--- WHAT YOU WILL DO ---
Starting at the line that holds "pub type SharedTokenEstimator" and stopping at the line that holds "mod history;", restate the records below word for word, with both of those lines included.

┄┄┄┄┄┄

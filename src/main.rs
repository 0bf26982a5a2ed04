use std::path::PathBuf;

use anyhow::{Context, Result};
use clap::Parser;
use serde::Serialize;
use tracing::{debug, info};

use taiga_io::read_dataset;
use taiga_rf::{ConfusionMatrix, RandomForestConfig};

#[derive(Parser)]
#[command(name = "taiga")]
#[command(about = "Random Forest classification over whitespace-delimited datasets")]
#[command(version)]
struct Cli {
    /// Directory containing the train/test data and label files
    data_dir: PathBuf,

    /// Number of trees in the Random Forest
    #[arg(long, default_value_t = 100)]
    n_trees: usize,

    /// Random feature candidates per split (defaults to round(sqrt(n_features)))
    #[arg(long)]
    feature_candidates: Option<usize>,

    /// RNG seed for reproducibility
    #[arg(long, default_value_t = 42)]
    seed: u64,

    /// Training features file name within the data directory
    #[arg(long, default_value = "arcene_train.data")]
    train_data: String,

    /// Training labels file name within the data directory
    #[arg(long, default_value = "arcene_train.labels")]
    train_labels: String,

    /// Test features file name within the data directory
    #[arg(long, default_value = "arcene_valid.data")]
    test_data: String,

    /// Test labels file name within the data directory
    #[arg(long, default_value = "arcene_valid.labels")]
    test_labels: String,

    /// Enable verbose (debug-level) logging
    #[arg(long)]
    verbose: bool,

    /// Suppress all output except errors
    #[arg(long)]
    quiet: bool,

    /// Number of threads for parallel computation (defaults to all cores)
    #[arg(long)]
    threads: Option<usize>,
}

// --- JSON stdout output structs ---

#[derive(Serialize)]
struct EvaluateOutput {
    n_train: usize,
    n_test: usize,
    n_features: usize,
    n_trees: usize,
    feature_candidates: Option<usize>,
    seed: u64,
    accuracy: f64,
    n_correct: usize,
    misclassified: Vec<usize>,
    classes: Vec<i64>,
    confusion_matrix: Vec<Vec<usize>>,
    class_metrics: Vec<ClassMetricsOutput>,
}

#[derive(Serialize)]
struct ClassMetricsOutput {
    class: i64,
    precision: f64,
    recall: f64,
    f1: f64,
    support: usize,
}

fn main() -> Result<()> {
    let cli = Cli::parse();

    let filter = match (cli.verbose, cli.quiet) {
        (true, _) => "debug",
        (_, true) => "error",
        _ => "info",
    };

    tracing_subscriber::fmt()
        .with_env_filter(filter)
        .with_writer(std::io::stderr)
        .init();

    // Configure Rayon thread pool
    if let Some(threads) = cli.threads {
        rayon::ThreadPoolBuilder::new()
            .num_threads(threads)
            .build_global()
            .context("failed to configure thread pool")?;
        info!(threads, "thread pool configured");
    }

    // 1. Load training data
    let train = read_dataset(
        &cli.data_dir.join(&cli.train_data),
        &cli.data_dir.join(&cli.train_labels),
    )
    .context("failed to read training dataset")?;
    info!(
        n_samples = train.n_samples(),
        n_features = train.n_features(),
        "training dataset loaded"
    );

    // 2. Train the forest
    let config = RandomForestConfig::new(cli.n_trees)?
        .with_feature_candidates(cli.feature_candidates)
        .with_seed(cli.seed);
    let forest = config
        .fit(train.features(), train.labels())
        .context("training failed")?;
    info!(n_trees = forest.n_trees(), "forest trained");

    // 3. Load test data
    let test = read_dataset(
        &cli.data_dir.join(&cli.test_data),
        &cli.data_dir.join(&cli.test_labels),
    )
    .context("failed to read test dataset")?;
    info!(n_samples = test.n_samples(), "test dataset loaded");

    // 4. Predict and score
    let predictions = forest
        .predict_batch(test.features())
        .context("prediction failed")?;

    let mut misclassified = Vec::new();
    for (i, (&predicted, &actual)) in predictions.iter().zip(test.labels()).enumerate() {
        if predicted == actual {
            debug!(sample = i, label = actual, "correct");
        } else {
            debug!(sample = i, predicted, actual, "misclassified");
            misclassified.push(i);
        }
    }
    let n_correct = test.n_samples() - misclassified.len();

    let cm = ConfusionMatrix::from_labels(test.labels(), &predictions)
        .context("failed to build confusion matrix")?;
    info!(accuracy = cm.accuracy(), n_correct, "evaluation complete");

    // 5. Print summary
    let output = EvaluateOutput {
        n_train: train.n_samples(),
        n_test: test.n_samples(),
        n_features: train.n_features(),
        n_trees: cli.n_trees,
        feature_candidates: cli.feature_candidates,
        seed: cli.seed,
        accuracy: cm.accuracy(),
        n_correct,
        misclassified,
        classes: cm.classes().to_vec(),
        confusion_matrix: cm.as_rows().to_vec(),
        class_metrics: cm
            .class_metrics()
            .iter()
            .map(|m| ClassMetricsOutput {
                class: m.class,
                precision: m.precision,
                recall: m.recall,
                f1: m.f1,
                support: m.support,
            })
            .collect(),
    };
    println!("{}", serde_json::to_string_pretty(&output)?);

    Ok(())
}
//! chat_core - Core types for the chat companion
//!
//! This crate provides the pieces that are independent of any UI, network or
//! storage layer:
//! - `message` - Sender, Message, HistoryEntry and StoredMessage
//! - `budget` - token estimation and bounded-context history windowing
//! - `formatting` - reply post-processing for display

pub mod budget;
pub mod formatting;
pub mod message;

// Re-export commonly used types
pub use budget::{
    estimate_tokens, window_history, window_history_with, FormattedHistory, HistoryWindower,
    SharedTokenEstimator, TokenEstimator, WordTokenEstimator,
};
pub use formatting::{format_reply_html, strip_persona_label};
pub use message::{HistoryEntry, Message, Sender, StoredMessage};
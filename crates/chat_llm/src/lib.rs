//! chat_llm - Chat send flow around an LLM collaborator
//!
//! - `config` - LlmConfig and ChatConfig, file and environment loading
//! - `prompt` - prompt assembly over a windowed history
//! - `model` / `store` - the model and persistence collaborator traits
//! - `service` - ChatService, the send flow tying them together

pub mod config;
pub mod error;
pub mod model;
pub mod prompt;
pub mod service;
pub mod store;

pub use chat_core::{FormattedHistory, HistoryEntry, Message, Sender, StoredMessage};
pub use config::{ChatConfig, LlmConfig};
pub use error::{ChatError, ConfigError, LlmError, StoreError};
pub use model::ChatModel;
pub use prompt::{AssembledPrompt, PromptAssembler};
pub use service::{ChatService, ChatTurn, ChatUser};
pub use store::{ChatStore, InMemoryChatStore};
//! Token estimation for budget management.
//!
//! Approximates model tokens by counting words and adding a fixed sub-word
//! overhead, so no tokenizer vocabulary is needed.

use once_cell::sync::Lazy;
use regex::Regex;
use std::sync::Arc;

/// Whitespace and ASCII punctuation act as word separators, never as tokens.
static WORD_SEPARATORS: Lazy<Regex> =
    Lazy::new(|| Regex::new(r#"[\s,.!?;:'"()\[\]{}|\\/<>]+"#).expect("separator pattern is valid"));

/// Default sub-word overhead (30% on top of the word count).
pub const DEFAULT_OVERHEAD: f64 = 1.3;

/// Trait for token estimation implementations.
pub trait TokenEstimator: Send + Sync {
    /// Estimate tokens in a plain text string.
    fn count_text(&self, text: &str) -> u32;
}

/// Word-count based estimator: `ceil(words * overhead)`.
#[derive(Debug, Clone)]
pub struct WordTokenEstimator {
    overhead: f64,
}

impl WordTokenEstimator {
    pub fn new() -> Self {
        Self {
            overhead: DEFAULT_OVERHEAD,
        }
    }

    /// Use a different overhead multiplier. Values below 1.0 are clamped to 1.0.
    pub fn with_overhead(overhead: f64) -> Self {
        Self {
            overhead: if overhead.is_finite() { overhead.max(1.0) } else { DEFAULT_OVERHEAD },
        }
    }

    /// Number of non-empty fragments left after splitting on separators.
    ///
    /// Only ASCII punctuation splits words; scripts without spaces count a
    /// whole run as one word.
    pub fn word_count(text: &str) -> usize {
        WORD_SEPARATORS
            .split(text.trim())
            .filter(|fragment| !fragment.is_empty())
            .count()
    }
}

impl Default for WordTokenEstimator {
    fn default() -> Self {
        Self::new()
    }
}

impl TokenEstimator for WordTokenEstimator {
    fn count_text(&self, text: &str) -> u32 {
        if text.is_empty() {
            return 0;
        }

        let words = Self::word_count(text) as f64;
        let tokens = (words * self.overhead).ceil();

        if tokens >= u32::MAX as f64 {
            u32::MAX
        } else {
            tokens as u32
        }
    }
}

/// Estimate tokens with the default estimator. `None` counts as zero.
pub fn estimate_tokens(text: Option<&str>) -> u32 {
    text.map_or(0, |t| WordTokenEstimator::default().count_text(t))
}

/// Arc-wrapped estimator for easy sharing.
pub type SharedTokenEstimator = Arc<dyn TokenEstimator>;
//! Message module - conversation turn types
//!
//! `Message` is a well-formed turn. `HistoryEntry` is the looser record a
//! persistence layer hands back, where either field may be missing.

mod history;
mod sender;

pub use history::{HistoryEntry, StoredMessage};
pub use sender::Sender;

use serde::{Deserialize, Serialize};

/// One turn in a conversation.
#[derive(Debug, Clone, PartialEq, Eq, Serialize, Deserialize)]
pub struct Message {
    pub sender: Sender,
    pub content: String,
}

impl Message {
    pub fn new(sender: Sender, content: impl Into<String>) -> Self {
        Self {
            sender,
            content: content.into(),
        }
    }

    pub fn user(content: impl Into<String>) -> Self {
        Self::new(Sender::User, content)
    }

    pub fn assistant(content: impl Into<String>) -> Self {
        Self::new(Sender::Assistant, content)
    }

    /// Render as a single `"Label: content"` history line.
    pub fn to_history_line(&self) -> String {
        format!("{}: {}", self.sender.label(), self.content)
    }
}

impl From<Message> for HistoryEntry {
    fn from(message: Message) -> Self {
        Self {
            sender: Some(message.sender),
            content: Some(message.content),
        }
    }
}
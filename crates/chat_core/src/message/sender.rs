use serde::{Deserialize, Serialize};
use std::fmt;

/// Who produced a conversation turn.
///
/// Stored as `"user"` or `"ai"`. Any stored value other than `"user"` reads
/// back as [`Sender::Assistant`], so older records tagged `"assistant"` or
/// with a persona name still load.
#[derive(Debug, Clone, Copy, PartialEq, Eq, Hash, Serialize, Deserialize)]
#[serde(from = "String", into = "&'static str")]
pub enum Sender {
    User,
    Assistant,
}

impl Sender {
    /// Stored form of the sender.
    pub fn as_str(&self) -> &'static str {
        match self {
            Sender::User => "user",
            Sender::Assistant => "ai",
        }
    }

    /// Prefix used when the turn is rendered into a prompt.
    pub fn label(&self) -> &'static str {
        match self {
            Sender::User => "User",
            Sender::Assistant => "AI",
        }
    }
}

impl From<String> for Sender {
    fn from(value: String) -> Self {
        if value == "user" {
            Sender::User
        } else {
            Sender::Assistant
        }
    }
}

impl From<Sender> for &'static str {
    fn from(sender: Sender) -> Self {
        sender.as_str()
    }
}

impl fmt::Display for Sender {
    fn fmt(&self, f: &mut fmt::Formatter<'_>) -> fmt::Result {
        f.write_str(self.as_str())
    }
}
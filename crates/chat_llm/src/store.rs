use std::collections::HashMap;
use std::sync::Arc;

use async_trait::async_trait;
use chat_core::{Sender, StoredMessage};
use tokio::sync::RwLock;

use crate::error::StoreError;

/// Conversation persistence, one ordered log per user.
#[async_trait]
pub trait ChatStore: Send + Sync {
    /// Append a turn to the user's conversation and return it as stored.
    async fn save_message(
        &self,
        user_id: &str,
        content: &str,
        sender: Sender,
    ) -> Result<StoredMessage, StoreError>;

    /// All turns for the user, oldest first.
    async fn fetch_messages(&self, user_id: &str) -> Result<Vec<StoredMessage>, StoreError>;
}

fn require_user_id(user_id: &str) -> Result<(), StoreError> {
    if user_id.trim().is_empty() {
        return Err(StoreError::MissingUserId);
    }
    Ok(())
}

/// Process-local store, mainly for tests and offline use.
#[derive(Debug, Clone, Default)]
pub struct InMemoryChatStore {
    conversations: Arc<RwLock<HashMap<String, Vec<StoredMessage>>>>,
}

impl InMemoryChatStore {
    pub fn new() -> Self {
        Self::default()
    }
}

#[async_trait]
impl ChatStore for InMemoryChatStore {
    async fn save_message(
        &self,
        user_id: &str,
        content: &str,
        sender: Sender,
    ) -> Result<StoredMessage, StoreError> {
        require_user_id(user_id)?;

        let message = StoredMessage::new(user_id, content, sender);
        self.conversations
            .write()
            .await
            .entry(user_id.to_string())
            .or_default()
            .push(message.clone());
        Ok(message)
    }

    async fn fetch_messages(&self, user_id: &str) -> Result<Vec<StoredMessage>, StoreError> {
        require_user_id(user_id)?;

        let conversations = self.conversations.read().await;
        Ok(conversations.get(user_id).cloned().unwrap_or_default())
    }
}

#[cfg(test)]
mod tests {
    use super::*;

    #[tokio::test]
    async fn keeps_insertion_order_per_user() {
        let store = InMemoryChatStore::new();
        store.save_message("u1", "first", Sender::User).await.unwrap();
        store.save_message("u2", "other", Sender::User).await.unwrap();
        store.save_message("u1", "second", Sender::Assistant).await.unwrap();

        let messages = store.fetch_messages("u1").await.unwrap();
        let contents: Vec<&str> = messages.iter().map(|m| m.content.as_str()).collect();

        assert_eq!(contents, vec!["first", "second"]);
        assert_eq!(messages[1].sender, Sender::Assistant);
        assert!(messages.iter().all(|m| m.user_id == "u1"));
    }

    #[tokio::test]
    async fn unknown_user_has_empty_history() {
        let store = InMemoryChatStore::new();
        assert!(store.fetch_messages("nobody").await.unwrap().is_empty());
    }

    #[tokio::test]
    async fn blank_user_id_is_rejected() {
        let store = InMemoryChatStore::new();
        assert!(matches!(
            store.save_message(" ", "hi", Sender::User).await,
            Err(StoreError::MissingUserId)
        ));
        assert!(matches!(
            store.fetch_messages("").await,
            Err(StoreError::MissingUserId)
        ));
    }
}
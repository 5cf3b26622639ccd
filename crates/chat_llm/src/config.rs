//! Configuration for the chat service and its model collaborator.
//!
//! Configuration is always passed explicitly. Nothing below the service
//! reads the environment; [`ChatConfig::load`] is the one place that layers
//! files and environment variables, for binaries to call at startup.

use std::path::{Path, PathBuf};

use serde::{Deserialize, Serialize};

use crate::error::ConfigError;

pub const DEFAULT_MODEL_ID: &str = "gemini-2.5-flash";
pub const DEFAULT_ENDPOINT_URL: &str = "https://generativelanguage.googleapis.com/v1beta";
pub const DEFAULT_HISTORY_TOKEN_BUDGET: u32 = 2000;
pub const DEFAULT_GREETING_NAME: &str = "friend";

const CONFIG_FILE_PATH: &str = "config.toml";

/// Options handed to the model collaborator.
#[derive(Debug, Clone, PartialEq, Serialize, Deserialize)]
#[serde(rename_all = "camelCase")]
pub struct LlmConfig {
    #[serde(default)]
    pub api_key: Option<String>,
    #[serde(default = "default_model_id")]
    pub model_id: String,
    #[serde(default = "default_endpoint_url")]
    pub endpoint_url: String,
    #[serde(default)]
    pub max_output_tokens: Option<u32>,
}

fn default_model_id() -> String {
    DEFAULT_MODEL_ID.to_string()
}

fn default_endpoint_url() -> String {
    DEFAULT_ENDPOINT_URL.to_string()
}

impl Default for LlmConfig {
    fn default() -> Self {
        Self {
            api_key: None,
            model_id: default_model_id(),
            endpoint_url: default_endpoint_url(),
            max_output_tokens: None,
        }
    }
}

impl LlmConfig {
    pub fn with_api_key(mut self, api_key: impl Into<String>) -> Self {
        self.api_key = Some(api_key.into());
        self
    }

    pub fn with_model(mut self, model_id: impl Into<String>) -> Self {
        self.model_id = model_id.into();
        self
    }

    /// Check the options a model call cannot do without.
    pub fn validate(&self) -> Result<(), ConfigError> {
        match self.api_key.as_deref().map(str::trim) {
            Some(key) if !key.is_empty() => {}
            _ => return Err(ConfigError::MissingApiKey),
        }
        if self.model_id.trim().is_empty() {
            return Err(ConfigError::InvalidValue {
                field: "modelId",
                reason: "must not be empty".to_string(),
            });
        }
        if self.endpoint_url.trim().is_empty() {
            return Err(ConfigError::InvalidValue {
                field: "endpointUrl",
                reason: "must not be empty".to_string(),
            });
        }
        Ok(())
    }
}

/// Service-level configuration.
#[derive(Debug, Clone, PartialEq, Serialize, Deserialize)]
#[serde(rename_all = "camelCase")]
pub struct ChatConfig {
    #[serde(default)]
    pub llm: LlmConfig,
    /// Token budget for prior conversation in each prompt
    #[serde(default = "default_history_token_budget")]
    pub history_token_budget: u32,
    /// Preamble placed before the conversation in every prompt
    #[serde(default)]
    pub system_prompt: String,
    /// Name the model may prefix replies with, e.g. `[Name]:`
    #[serde(default)]
    pub persona_name: Option<String>,
    /// Name used in greetings when the user has no display name
    #[serde(default = "default_greeting_name")]
    pub greeting_fallback_name: String,
    /// Reply used when the model call fails. `None` surfaces the error instead.
    #[serde(default)]
    pub fallback_reply: Option<String>,
}

fn default_history_token_budget() -> u32 {
    DEFAULT_HISTORY_TOKEN_BUDGET
}

fn default_greeting_name() -> String {
    DEFAULT_GREETING_NAME.to_string()
}

impl Default for ChatConfig {
    fn default() -> Self {
        Self {
            llm: LlmConfig::default(),
            history_token_budget: DEFAULT_HISTORY_TOKEN_BUDGET,
            system_prompt: String::new(),
            persona_name: None,
            greeting_fallback_name: default_greeting_name(),
            fallback_reply: None,
        }
    }
}

fn companion_dir() -> PathBuf {
    dirs::home_dir()
        .unwrap_or_else(std::env::temp_dir)
        .join(".companion")
}

fn companion_config_json_path() -> PathBuf {
    companion_dir().join("config.json")
}

impl ChatConfig {
    /// Parse a config file, choosing JSON or TOML by extension.
    pub fn load_from_path(path: impl AsRef<Path>) -> Result<Self, ConfigError> {
        let path = path.as_ref();
        let content = std::fs::read_to_string(path)?;

        match path.extension().and_then(|ext| ext.to_str()) {
            Some("json") => Ok(serde_json::from_str(&content)?),
            Some("toml") => Ok(toml::from_str(&content)?),
            other => Err(ConfigError::UnsupportedFormat(
                other.unwrap_or("<none>").to_string(),
            )),
        }
    }

    /// Layered load: `~/.companion/config.json`, else `./config.toml`, else
    /// defaults; then environment overrides.
    pub fn load() -> Self {
        let mut config = None;

        for path in [companion_config_json_path(), PathBuf::from(CONFIG_FILE_PATH)] {
            if !path.exists() {
                continue;
            }
            match Self::load_from_path(&path) {
                Ok(loaded) => {
                    tracing::debug!("Loaded chat config from {:?}", path);
                    config = Some(loaded);
                    break;
                }
                Err(e) => tracing::warn!("Ignoring unreadable config {:?}: {}", path, e),
            }
        }

        let mut config = config.unwrap_or_default();
        config.apply_overrides(|key| std::env::var(key).ok());
        config
    }

    /// Apply `LLM_*` / `CHAT_*` overrides from `lookup`.
    ///
    /// Unparseable numeric values are logged and ignored.
    pub fn apply_overrides<F>(&mut self, lookup: F)
    where
        F: Fn(&str) -> Option<String>,
    {
        if let Some(api_key) = lookup("LLM_API_KEY") {
            self.llm.api_key = Some(api_key);
        }
        if let Some(model) = lookup("LLM_MODEL") {
            self.llm.model_id = model;
        }
        if let Some(endpoint) = lookup("LLM_ENDPOINT") {
            self.llm.endpoint_url = endpoint;
        }
        if let Some(raw) = lookup("LLM_MAX_OUTPUT_TOKENS") {
            match raw.trim().parse::<u32>() {
                Ok(value) => self.llm.max_output_tokens = Some(value),
                Err(e) => tracing::warn!("Ignoring LLM_MAX_OUTPUT_TOKENS={:?}: {}", raw, e),
            }
        }
        if let Some(raw) = lookup("CHAT_HISTORY_BUDGET") {
            match raw.trim().parse::<u32>() {
                Ok(value) => self.history_token_budget = value,
                Err(e) => tracing::warn!("Ignoring CHAT_HISTORY_BUDGET={:?}: {}", raw, e),
            }
        }
    }
}
//! Persisted and loosely-typed history records.

use chrono::{DateTime, Utc};
use serde::{Deserialize, Deserializer, Serialize};
use uuid::Uuid;

use super::{Message, Sender};

/// A history record as handed over by the persistence layer.
///
/// Either field may be absent. Records that cannot be turned into a
/// [`Message`] are dropped by the windower rather than rejected.
#[derive(Debug, Clone, Default, PartialEq, Eq, Serialize, Deserialize)]
pub struct HistoryEntry {
    #[serde(
        default,
        deserialize_with = "deserialize_sender",
        skip_serializing_if = "Option::is_none"
    )]
    pub sender: Option<Sender>,
    #[serde(default, skip_serializing_if = "Option::is_none")]
    pub content: Option<String>,
}

/// A blank sender string counts as a missing sender.
fn deserialize_sender<'de, D>(deserializer: D) -> Result<Option<Sender>, D::Error>
where
    D: Deserializer<'de>,
{
    let raw: Option<String> = Option::deserialize(deserializer)?;
    Ok(raw.filter(|s| !s.trim().is_empty()).map(Sender::from))
}

impl HistoryEntry {
    pub fn new(sender: Option<Sender>, content: Option<String>) -> Self {
        Self { sender, content }
    }

    /// Returns the well-formed message, or `None` when the sender is missing
    /// or the content is missing or empty.
    pub fn as_message(&self) -> Option<Message> {
        let sender = self.sender?;
        let content = self.content.as_deref().filter(|c| !c.is_empty())?;
        Some(Message::new(sender, content))
    }
}

/// A conversation turn as kept by a `ChatStore`.
#[derive(Debug, Clone, PartialEq, Serialize, Deserialize)]
#[serde(rename_all = "camelCase")]
pub struct StoredMessage {
    pub id: String,
    pub user_id: String,
    pub content: String,
    pub sender: Sender,
    #[serde(default = "Utc::now")]
    pub created_at: DateTime<Utc>,
}

impl StoredMessage {
    pub fn new(user_id: impl Into<String>, content: impl Into<String>, sender: Sender) -> Self {
        Self {
            id: Uuid::new_v4().to_string(),
            user_id: user_id.into(),
            content: content.into(),
            sender,
            created_at: Utc::now(),
        }
    }

    pub fn to_history_entry(&self) -> HistoryEntry {
        HistoryEntry {
            sender: Some(self.sender),
            content: Some(self.content.clone()),
        }
    }
}

impl From<&StoredMessage> for HistoryEntry {
    fn from(stored: &StoredMessage) -> Self {
        stored.to_history_entry()
    }
}

#[cfg(test)]
mod tests {
    use super::*;

    #[test]
    fn missing_fields_deserialize_as_none() {
        let entry: HistoryEntry = serde_json::from_str(r#"{"sender":"user"}"#).unwrap();
        assert_eq!(entry.sender, Some(Sender::User));
        assert!(entry.content.is_none());
        assert!(entry.as_message().is_none());

        let entry: HistoryEntry = serde_json::from_str(r#"{"content":"orphan"}"#).unwrap();
        assert!(entry.as_message().is_none());
    }

    #[test]
    fn blank_sender_deserializes_as_none() {
        for raw in [r#"{"sender":"","content":"ghost"}"#, r#"{"sender":"  ","content":"ghost"}"#] {
            let entry: HistoryEntry = serde_json::from_str(raw).unwrap();
            assert!(entry.sender.is_none(), "{raw} should have no sender");
            assert!(entry.as_message().is_none());
        }

        let entry: HistoryEntry = serde_json::from_str(r#"{"sender":null,"content":"x"}"#).unwrap();
        assert!(entry.sender.is_none());
    }

    #[test]
    fn named_senders_still_read_as_assistant() {
        for raw in [r#"{"sender":"assistant","content":"x"}"#, r#"{"sender":"Jarvie","content":"x"}"#] {
            let entry: HistoryEntry = serde_json::from_str(raw).unwrap();
            assert_eq!(entry.sender, Some(Sender::Assistant));
        }
    }

    #[test]
    fn empty_content_is_not_a_message() {
        let entry = HistoryEntry::new(Some(Sender::Assistant), Some(String::new()));
        assert!(entry.as_message().is_none());
    }

    #[test]
    fn stored_message_round_trips_through_camel_case_json() {
        let stored = StoredMessage::new("user-1", "I feel sad", Sender::User);
        let json = serde_json::to_value(&stored).unwrap();

        assert_eq!(json["userId"], "user-1");
        assert_eq!(json["sender"], "user");
        assert!(json.get("createdAt").is_some());
        assert!(!stored.id.is_empty());
    }

    #[test]
    fn stored_message_becomes_history_entry() {
        let stored = StoredMessage::new("user-1", "Hello there!!", Sender::Assistant);
        let entry = HistoryEntry::from(&stored);
        assert_eq!(entry.as_message(), Some(Message::assistant("Hello there!!")));
    }
}
//! Reply formatting for display.
//!
//! Model replies carry light markdown. This turns them into a small, safe
//! HTML fragment: the text is escaped first, then bold, italic and line
//! breaks are rendered.

use once_cell::sync::Lazy;
use regex::Regex;

static BOLD: Lazy<Regex> = Lazy::new(|| Regex::new(r"\*\*(.*?)\*\*").expect("bold pattern is valid"));
static ITALIC_STAR: Lazy<Regex> = Lazy::new(|| Regex::new(r"\*(.*?)\*").expect("italic pattern is valid"));
static ITALIC_UNDERSCORE: Lazy<Regex> =
    Lazy::new(|| Regex::new(r"_(.*?)_").expect("underscore pattern is valid"));

/// Remove a leading `[<persona>]:` label the model sometimes echoes back.
///
/// Matching is case-insensitive and consumes whitespace after the colon.
pub fn strip_persona_label<'a>(text: &'a str, persona: Option<&str>) -> &'a str {
    let Some(persona) = persona.filter(|p| !p.is_empty()) else {
        return text;
    };

    let label = format!("[{persona}]:");
    match text.get(..label.len()) {
        Some(prefix) if prefix.eq_ignore_ascii_case(&label) => text[label.len()..].trim_start(),
        _ => text,
    }
}

/// Render a model reply as an HTML fragment.
pub fn format_reply_html(text: &str, persona: Option<&str>) -> String {
    if text.is_empty() {
        return String::new();
    }

    let escaped = escape_html(strip_persona_label(text, persona));
    let bolded = BOLD.replace_all(&escaped, "<strong>$1</strong>");
    let italic = ITALIC_STAR.replace_all(&bolded, "<em>$1</em>");
    let italic = ITALIC_UNDERSCORE.replace_all(&italic, "<em>$1</em>");

    italic.replace('\n', "<br />")
}

fn escape_html(text: &str) -> String {
    let mut escaped = String::with_capacity(text.len());
    for c in text.chars() {
        match c {
            '&' => escaped.push_str("&amp;"),
            '<' => escaped.push_str("&lt;"),
            '>' => escaped.push_str("&gt;"),
            '"' => escaped.push_str("&quot;"),
            _ => escaped.push(c),
        }
    }
    escaped
}

#[cfg(test)]
mod tests {
    use super::*;

    #[test]
    fn empty_reply_stays_empty() {
        assert_eq!(format_reply_html("", Some("Jarvie")), "");
    }

    #[test]
    fn renders_bold_and_italic() {
        assert_eq!(
            format_reply_html("I am **here** for *you*", None),
            "I am <strong>here</strong> for <em>you</em>"
        );
        assert_eq!(format_reply_html("take it _slowly_", None), "take it <em>slowly</em>");
    }

    #[test]
    fn converts_newlines_to_breaks() {
        assert_eq!(format_reply_html("line one\nline two", None), "line one<br />line two");
    }

    #[test]
    fn strips_persona_label_case_insensitively() {
        assert_eq!(strip_persona_label("[jarvie]:   Hi!", Some("Jarvie")), "Hi!");
        assert_eq!(format_reply_html("[JARVIE]: **Hi**", Some("Jarvie")), "<strong>Hi</strong>");
    }

    #[test]
    fn keeps_label_when_persona_unknown() {
        assert_eq!(strip_persona_label("[Jarvie]: Hi", None), "[Jarvie]: Hi");
        assert_eq!(strip_persona_label("[Other]: Hi", Some("Jarvie")), "[Other]: Hi");
    }

    #[test]
    fn label_check_is_safe_on_multibyte_text() {
        assert_eq!(strip_persona_label("मी ठीक आहे", Some("Jarvie")), "मी ठीक आहे");
    }

    #[test]
    fn escapes_markup_from_the_model() {
        assert_eq!(
            format_reply_html("<script>alert(\"x\")</script> & **ok**", None),
            "&lt;script&gt;alert(&quot;x&quot;)&lt;/script&gt; &amp; <strong>ok</strong>"
        );
    }
}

┄┄┄┄┄┄

--- SOLUTION TO THE EXERCISE ---
pub type SharedTokenEstimator = Arc<dyn TokenEstimator>;
//! Message module - conversation turn types
//!
//! `Message` is a well-formed turn. `HistoryEntry` is the looser record a
//! persistence layer hands back, where either field may be missing.

mod history;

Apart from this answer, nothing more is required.